Cybercriminals are spreading a malware threat posing as ransomware via corrupted websites supposedly offering adult and age-restricted content. When activated on the victims' devices, the threat is tracked as the Fake Ransomware acts more closely to a wiper that will leave the impacted data in an unrecoverable state. The weaponized websites have names similar to sexyphotos.kozow(dot)com, nude-girlss.mywire(dot)org and sexy-photo(dot)online.

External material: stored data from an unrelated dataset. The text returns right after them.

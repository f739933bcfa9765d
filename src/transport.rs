//! Transport links between execution contexts.
//!
//! Two shapes exist: a process-wide multicast bus shared by every context
//! that attaches to it, and direct peer links modeled on window handles.
//! Both are fire-and-forget; messages to closed or not-yet-open contexts
//! are dropped without error.

use tokio::sync::{broadcast, mpsc};

use crate::command::{Envelope, OriginId};

// ── Arrival ──────────────────────────────────────────────────────

/// Which link an inbound envelope arrived on. Used by the hub to exclude
/// that link when forwarding.
#[derive(Debug, Clone, PartialEq, Eq)]
pub enum Arrival {
    Broadcast,
    /// Direct message from the context with this id.
    Peer(OriginId),
}

// ── Multicast bus ────────────────────────────────────────────────

/// Handle to a process-wide multicast bus.
///
/// Delivery is at-most-once per attached listener, unordered across
/// contexts, with no persistence: a context that attaches later never
/// sees earlier traffic.
#[derive(Debug, Clone)]
pub struct BroadcastBus {
    tx: broadcast::Sender<Envelope>,
}

impl BroadcastBus {
    pub fn new(capacity: usize) -> Self {
        let (tx, _) = broadcast::channel(capacity);
        Self { tx }
    }

    /// Attach a new listener. The returned link both sends and receives.
    pub fn attach(&self) -> BroadcastLink {
        BroadcastLink {
            tx: self.tx.clone(),
            rx: self.tx.subscribe(),
        }
    }
}

/// One context's attachment to the bus. Dropping it detaches the context.
#[derive(Debug)]
pub struct BroadcastLink {
    tx: broadcast::Sender<Envelope>,
    rx: broadcast::Receiver<Envelope>,
}

impl BroadcastLink {
    /// Fire-and-forget send. Zero current listeners is not a failure;
    /// the bus itself accepted the message.
    pub fn send(&self, envelope: &Envelope) -> bool {
        let _ = self.tx.send(envelope.clone());
        true
    }

    /// Next pending envelope, if any. Lagged slots are skipped with a
    /// warning rather than surfaced as errors.
    pub fn try_recv(&mut self) -> Option<Envelope> {
        loop {
            match self.rx.try_recv() {
                Ok(envelope) => return Some(envelope),
                Err(broadcast::error::TryRecvError::Lagged(skipped)) => {
                    tracing::warn!(skipped, "broadcast listener lagged; dropping old traffic");
                }
                Err(_) => return None,
            }
        }
    }
}

// ── Direct links ─────────────────────────────────────────────────

/// A direct message as it sits in a context's mailbox: the envelope plus
/// the sending context's id, so the receiver knows the arrival link.
#[derive(Debug, Clone)]
pub struct DirectMessage {
    pub envelope: Envelope,
    pub from: OriginId,
}

/// Capability to post messages into another context's mailbox.
///
/// Obtained from [`Mailbox::handle`] on the target context and handed to
/// the peer, the way a window handle is handed to its opener.
#[derive(Debug, Clone)]
pub struct PeerHandle {
    context_id: OriginId,
    tx: mpsc::UnboundedSender<DirectMessage>,
}

impl PeerHandle {
    pub fn context_id(&self) -> &OriginId {
        &self.context_id
    }
}

/// A direct link owned by exactly one context, pointing at one peer.
///
/// The owner must call [`is_live`](Self::is_live) immediately before each
/// send; a dead link must be dropped (nulled out), never retried.
#[derive(Debug)]
pub struct DirectLink {
    handle: PeerHandle,
}

impl DirectLink {
    pub fn new(handle: PeerHandle) -> Self {
        Self { handle }
    }

    pub fn peer_id(&self) -> &OriginId {
        &self.handle.context_id
    }

    /// Whether the peer's mailbox still exists. Valid only for the
    /// current event-loop turn; never cache this across turns.
    pub fn is_live(&self) -> bool {
        !self.handle.tx.is_closed()
    }

    /// Post into the peer's mailbox. `false` means the peer is gone.
    pub fn send(&self, envelope: &Envelope, from: &OriginId) -> bool {
        self.handle
            .tx
            .send(DirectMessage {
                envelope: envelope.clone(),
                from: from.clone(),
            })
            .is_ok()
    }
}

// ── Mailbox ──────────────────────────────────────────────────────

/// A context's inbound queue for direct messages.
#[derive(Debug)]
pub struct Mailbox {
    tx: mpsc::UnboundedSender<DirectMessage>,
    rx: mpsc::UnboundedReceiver<DirectMessage>,
}

impl Default for Mailbox {
    fn default() -> Self {
        Self::new()
    }
}

impl Mailbox {
    pub fn new() -> Self {
        let (tx, rx) = mpsc::unbounded_channel();
        Self { tx, rx }
    }

    /// A handle peers can use to reach this mailbox.
    pub fn handle(&self, context_id: &OriginId) -> PeerHandle {
        PeerHandle {
            context_id: context_id.clone(),
            tx: self.tx.clone(),
        }
    }

    pub fn try_recv(&mut self) -> Option<DirectMessage> {
        self.rx.try_recv().ok()
    }
}
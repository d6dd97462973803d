//! Template expansion pipeline for ignoregen.
//!
//! Wires the pure block model from `ignoregen-blocks` to option resolution and
//! template fetching:
//!
//! ```text
//! lines -> extract -> expand (concurrent fetches) -> join -> lines | errors
//! ```
//!
//! # Example
//!
//! ```ignore
//! use ignoregen_core::{HttpTemplateSource, Pipeline};
//!
//! let pipeline = Pipeline::new(HttpTemplateSource::new()?);
//! let lines = pipeline.run(&["# ignoregen node", ""]).await?;
//! ```

pub mod config;
pub mod error;
pub mod expand;
pub mod fetch;
pub mod options;
pub mod pipeline;

pub use config::{ConfigResolver, RcConfig};
pub use error::{Error, Result};
pub use expand::expand;
pub use fetch::{
    FetchError, HttpConfig, HttpTemplateSource, MemoryTemplateSource, TemplateSource, build_url,
};
pub use ignoregen_blocks::{BlockError, JoinResult, PartialOptions};
pub use options::{DEFAULT_SRC, OptionSet, resolve};
pub use pipeline::{Pipeline, generate};
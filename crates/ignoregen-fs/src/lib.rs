//! Filesystem helpers for ignoregen
//!
//! Provides line-oriented reads, atomic writes and format-detecting config loading.

pub mod config;
pub mod constants;
pub mod error;
pub mod io;

pub use config::ConfigStore;
pub use constants::ProjectFile;
pub use error::{Error, Result};
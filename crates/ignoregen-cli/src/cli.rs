//! CLI argument parsing using clap derive

use clap::{Args, Parser, Subcommand};
use clap_complete::Shell;
use ignoregen_fs::ProjectFile;
use std::path::PathBuf;

/// ignoregen - Expand template directives in ignore-files
#[derive(Parser, Debug)]
#[command(name = "ignoregen")]
#[command(author, version, long_about = None)]
pub struct Cli {
    /// Enable verbose output
    #[arg(short, long, global = true)]
    pub verbose: bool,

    /// The command to run
    #[command(subcommand)]
    pub command: Option<Commands>,
}

/// Where templates come from
#[derive(Args, Debug, Clone, PartialEq, Eq)]
pub struct SourceArgs {
    /// Base URL for templates; overrides the rc file
    #[arg(long, env = "IGNOREGEN_SRC")]
    pub src: Option<String>,

    /// Config file to use instead of discovering .ignoregenrc
    #[arg(short, long)]
    pub config: Option<PathBuf>,

    /// Request timeout in seconds
    #[arg(long, default_value_t = 30)]
    pub timeout: u64,
}

/// Available commands
#[derive(Subcommand, Debug, Clone, PartialEq, Eq)]
pub enum Commands {
    /// Expand directives and write the result
    ///
    /// Examples:
    ///   ignoregen generate                   # Rewrite ./.gitignore
    ///   ignoregen generate .dockerignore     # Rewrite another file
    ///   ignoregen generate --stdout          # Print instead of writing
    Generate {
        /// Ignore-file to expand
        #[arg(default_value = ProjectFile::GitIgnore.as_str())]
        path: PathBuf,

        /// Write to this file instead of overwriting PATH
        #[arg(short, long, conflicts_with = "stdout")]
        output: Option<PathBuf>,

        /// Print the result instead of writing a file
        #[arg(long)]
        stdout: bool,

        #[command(flatten)]
        source: SourceArgs,
    },

    /// Exit with an error if the file is not up to date
    Check {
        /// Ignore-file to check
        #[arg(default_value = ProjectFile::GitIgnore.as_str())]
        path: PathBuf,

        #[command(flatten)]
        source: SourceArgs,
    },

    /// Print the URL a template name resolves to
    Url {
        /// Template name, e.g. "node"
        name: String,

        #[command(flatten)]
        source: SourceArgs,
    },

    /// Generate shell completions
    Completions {
        /// Shell to generate completions for
        #[arg(value_enum)]
        shell: Shell,
    },
}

According to the cybersecurity researchers who first released details about the attack operation, these sites will trick users by automatically activating the download of what is presented as a raunchy image file. If users accept the download, an executable file named 'SexyPhotos.JPG.exe' will be dropped and activated on their computers.

Fake Ransomware Details

When executed, the file will drop four executable and one batch file on the victim's device. The batch file is tasked with establishing persistence by copying all four executables into the Windows Startup folder. When fully established, the Fake Ransomware will target over 70 different file extensions and multiple specifically chosen folders. All targeted files and folders will have their original names changed to 'Locked_[NUmber].Locked_fille,' which will leave them in an unusable state. However, keep in mind that no encryption is taking place. The threat also has an exclusions list containing file extensions that will be left intact.

The Ransom Note And Wipe Mechanic

After it has finished renaming all of its targets, the Fake Ransomware will drop a text file named 'Readme.txt' on the device. The file will then be copied into a multitude of different folders, as well as automatically opened on the screen. The ransom note contains instructions in multiple languages, including English, German, Spanish, French, Turkish and more. The attackers state that the victim's files have been encrypted and impacted users will now have to pay a ransom of $300 if they want to restore their data. The price will be doubled to $600 3 days after the attacks, while after 7 days the decryption codes will be deleted and all locked files will become unsalvageable.

However, as we said earlier, the Fake Ransomware doesn't have an encryption routine. As a result, it is extremely unlikely that even the attackers will be able to restore the affected files because the threat doesn't keep a record of the original file names.